Apple _removed_ it from Safari, 3 years ago [1]. It's been an open feature
request in Chromium for 11 years [2], and in Firefox for 18 years [3].

The only major database I know which supports it is Postgres (it's disabled by
default) [4]. On MySQL, it's an open work item, untouched for 13 years [5].

Last I checked, no major web framework broadcasts its service using Zeroconf.

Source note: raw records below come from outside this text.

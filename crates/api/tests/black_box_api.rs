use chrono::{Duration as ChronoDuration, Utc};
use forgeerp_auth::{JwtClaims, PrincipalId, Role};
use forgeerp_core::TenantId;
use jsonwebtoken::{Algorithm, EncodingKey, Header};
use reqwest::StatusCode;
use serde_json::json;

struct TestServer {
    base_url: String,
    handle: tokio::task::JoinHandle<()>,
}

impl TestServer {
    async fn spawn(jwt_secret: &str) -> Self {
        // Build app (same router as prod), but bind to an ephemeral port.
        let app = forgeerp_api::app::build_app(jwt_secret.to_string()).await;
        let listener = tokio::net::TcpListener::bind("127.0.0.1:0")
            .await
            .expect("failed to bind ephemeral port");
        let addr = listener.local_addr().unwrap();
        let base_url = format!("http://{}", addr);

        let handle = tokio::spawn(async move {
            axum::serve(listener, app).await.unwrap();
        });

        Self { base_url, handle }
    }
}

impl Drop for TestServer {
    fn drop(&mut self) {
        self.handle.abort();
    }
}

fn mint_jwt(jwt_secret: &str, tenant_id: TenantId, roles: Vec<Role>) -> String {
    let now = Utc::now();
    let claims = JwtClaims {
        sub: PrincipalId::new(),
        tenant_id,
        roles,
        session_id: uuid::Uuid::new_v4(),
        issued_at: now,
        expires_at: now + ChronoDuration::minutes(10),
    };

    jsonwebtoken::encode(
        &Header::new(Algorithm::HS256),
        &claims,
        &EncodingKey::from_secret(jwt_secret.as_bytes()),
    )
    .expect("failed to encode jwt")
}

async fn get_item_eventually(
    client: &reqwest::Client,
    base_url: &str,
    token: &str,
    id: &str,
) -> serde_json::Value {
    // The API is intentionally eventual-consistent (command path vs projection update).
    // Poll briefly until the projection catches up.
    for _ in 0..50 {
        let res = client
            .get(format!("{}/inventory/items/{}", base_url, id))
            .bearer_auth(token)
            .send()
            .await
            .unwrap();

        if res.status() == StatusCode::OK {
            return res.json().await.unwrap();
        }

        tokio::time::sleep(std::time::Duration::from_millis(10)).await;
    }

    panic!("item did not become visible in projection within timeout");
}

#[tokio::test]
async fn auth_required_for_protected_endpoints() {
    let jwt_secret = "test-secret";
    let srv = TestServer::spawn(jwt_secret).await;

    let client = reqwest::Client::new();
    let res = client
        .get(format!("{}/whoami", srv.base_url))
        .send()
        .await
        .unwrap();

    assert_eq!(res.status(), StatusCode::UNAUTHORIZED);
}

#[tokio::test]
async fn tenant_context_is_derived_from_token() {
    let jwt_secret = "test-secret";
    let srv = TestServer::spawn(jwt_secret).await;

    let tenant_id = TenantId::new();
    let token = mint_jwt(jwt_secret, tenant_id, vec![Role::new("admin")]);

    let client = reqwest::Client::new();
    let res = client
        .get(format!("{}/whoami", srv.base_url))
        .bearer_auth(token)
        .send()
        .await
        .unwrap();

    assert_eq!(res.status(), StatusCode::OK);
    let body: serde_json::Value = res.json().await.unwrap();
    assert_eq!(body["tenant_id"].as_str().unwrap(), tenant_id.to_string());
    assert!(body["roles"].as_array().unwrap().iter().any(|r| r == "admin"));
}

#[tokio::test]
async fn inventory_lifecycle_create_adjust_query() {
    let jwt_secret = "test-secret";
    let srv = TestServer::spawn(jwt_secret).await;

    let tenant_id = TenantId::new();
    let token = mint_jwt(jwt_secret, tenant_id, vec![Role::new("admin")]);

    let client = reqwest::Client::new();

    // Create
    let res = client
        .post(format!("{}/inventory/items", srv.base_url))
        .bearer_auth(&token)
        .json(&json!({ "name": "Widget" }))
        .send()
        .await
        .unwrap();
    assert_eq!(res.status(), StatusCode::CREATED);
    let created: serde_json::Value = res.json().await.unwrap();
    let id = created["id"].as_str().unwrap().to_string();

    // Adjust
    let res = client
        .post(format!("{}/inventory/items/{}/adjust", srv.base_url, id))
        .bearer_auth(&token)
        .json(&json!({ "delta": 10 }))
        .send()
        .await
        .unwrap();
    if res.status() != StatusCode::OK {
        let status = res.status();
        let body = res.text().await.unwrap_or_default();
        panic!("expected 200 OK from adjust, got {status} body={body}");
    }

    // Query (eventually consistent with projection)
    let item = get_item_eventually(&client, &srv.base_url, &token, &id).await;
    assert_eq!(item["name"], "Widget");
    assert_eq!(item["quantity"], 10);
}

#[tokio::test]
async fn unauthorized_access_blocked_for_commands() {
    let jwt_secret = "test-secret";
    let srv = TestServer::spawn(jwt_secret).await;

    let tenant_id = TenantId::new();
    // Not admin => permission mapping returns empty => forbidden for commands.
    let token = mint_jwt(jwt_secret, tenant_id, vec![Role::new("viewer")]);

    let client = reqwest::Client::new();
    let res = client
        .post(format!("{}/inventory/items", srv.base_url))
        .bearer_auth(&token)
        .json(&json!({ "name": "Widget" }))
        .send()
        .await
        .unwrap();

    assert_eq!(res.status(), StatusCode::FORBIDDEN);
}

#[tokio::test]
async fn tenant_isolation_blocks_cross_tenant_reads_and_writes() {
    let jwt_secret = "test-secret";
    let srv = TestServer::spawn(jwt_secret).await;

    let tenant1 = TenantId::new();
    let tenant2 = TenantId::new();
    let token1 = mint_jwt(jwt_secret, tenant1, vec![Role::new("admin")]);
    let token2 = mint_jwt(jwt_secret, tenant2, vec![Role::new("admin")]);

    let client = reqwest::Client::new();

    // Tenant1 creates an item
    let res = client
        .post(format!("{}/inventory/items", srv.base_url))
        .bearer_auth(&token1)
        .json(&json!({ "name": "Widget" }))
        .send()
        .await
        .unwrap();
    assert_eq!(res.status(), StatusCode::CREATED);
    let created: serde_json::Value = res.json().await.unwrap();
    let id = created["id"].as_str().unwrap().to_string();

    // Tenant2 cannot read it (projection lookup is tenant-scoped)
    let res = client
        .get(format!("{}/inventory/items/{}", srv.base_url, id))
        .bearer_auth(&token2)
        .send()
        .await
        .unwrap();
    assert_eq!(res.status(), StatusCode::NOT_FOUND);

    // Tenant2 cannot adjust it either (dispatch happens under tenant2 context)
    let res = client
        .post(format!("{}/inventory/items/{}/adjust", srv.base_url, id))
        .bearer_auth(&token2)
        .json(&json!({ "delta": 1 }))
        .send()
        .await
        .unwrap();
    assert_eq!(res.status(), StatusCode::NOT_FOUND);
}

Zeroconf service broadcast is so easy to implement (really) and such a
tremendous help to users that I don't understand why developers aren't falling
over themselves to implement it.

[1]:
[https://apple.stackexchange.com/questions/299700](https://apple.stackexchange.com/questions/299700)
[2]:
[https://bugs.chromium.org/p/chromium/issues/detail?id=13573](https://bugs.chromium.org/p/chromium/issues/detail?id=13573)
[3]:
[https://bugzilla.mozilla.org/show_bug.cgi?id=173804](https://bugzilla.mozilla.org/show_bug.cgi?id=173804)
[4]: [https://www.postgresql.org/docs/9.1/runtime-config-
connectio...](https://www.postgresql.org/docs/9.1/runtime-config-
connection.html) [5]:
[https://dev.mysql.com/worklog/?sc=id&sd=ASC&pg=3](https://dev.mysql.com/worklog/?sc=id&sd=ASC&pg=3)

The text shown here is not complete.